#### [Work instructions]
The exercise asks for every line of the data to be reproduced exactly.

#### [Stored data entries]
· · · ·
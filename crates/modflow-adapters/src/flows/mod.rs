//! Guiones de cada `WorkflowKind`.

mod inform;
mod report;
mod script;

pub use inform::InformFlow;
pub use report::{ReportFlow, ReportReason, ReportVerdict};
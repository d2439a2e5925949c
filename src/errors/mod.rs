//! Errores de la aplicación.
//!
//! - `ConfigError`: fatal, corta el arranque.
//! - `RoutingError`: recuperable; su texto se le responde al autor.
//! - `BotError`: lo que `main` puede recibir del loop del gateway.

pub mod bot_error;
pub mod config_error;
pub mod routing_error;

pub use bot_error::BotError;
pub use config_error::ConfigError;
pub use routing_error::RoutingError;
· · · ·
#### [Exercise response]
filename crates/modflow-adapters/src/flows/mod.rs
//! Guiones de cada `WorkflowKind`.

mod inform;
mod report;
mod script;

pub use inform::InformFlow;
pub use report::{ReportFlow, ReportReason, ReportVerdict};
repository d2439a2e5925949c
filename src/errors/mod.rs
//! Errores de la aplicación.
//!
//! - `ConfigError`: fatal, corta el arranque.
//! - `RoutingError`: recuperable; su texto se le responde al autor.
//! - `BotError`: lo que `main` puede recibir del loop del gateway.

pub mod bot_error;
pub mod config_error;
pub mod routing_error;

pub use bot_error::BotError;
pub use config_error::ConfigError;
pub use routing_error::RoutingError;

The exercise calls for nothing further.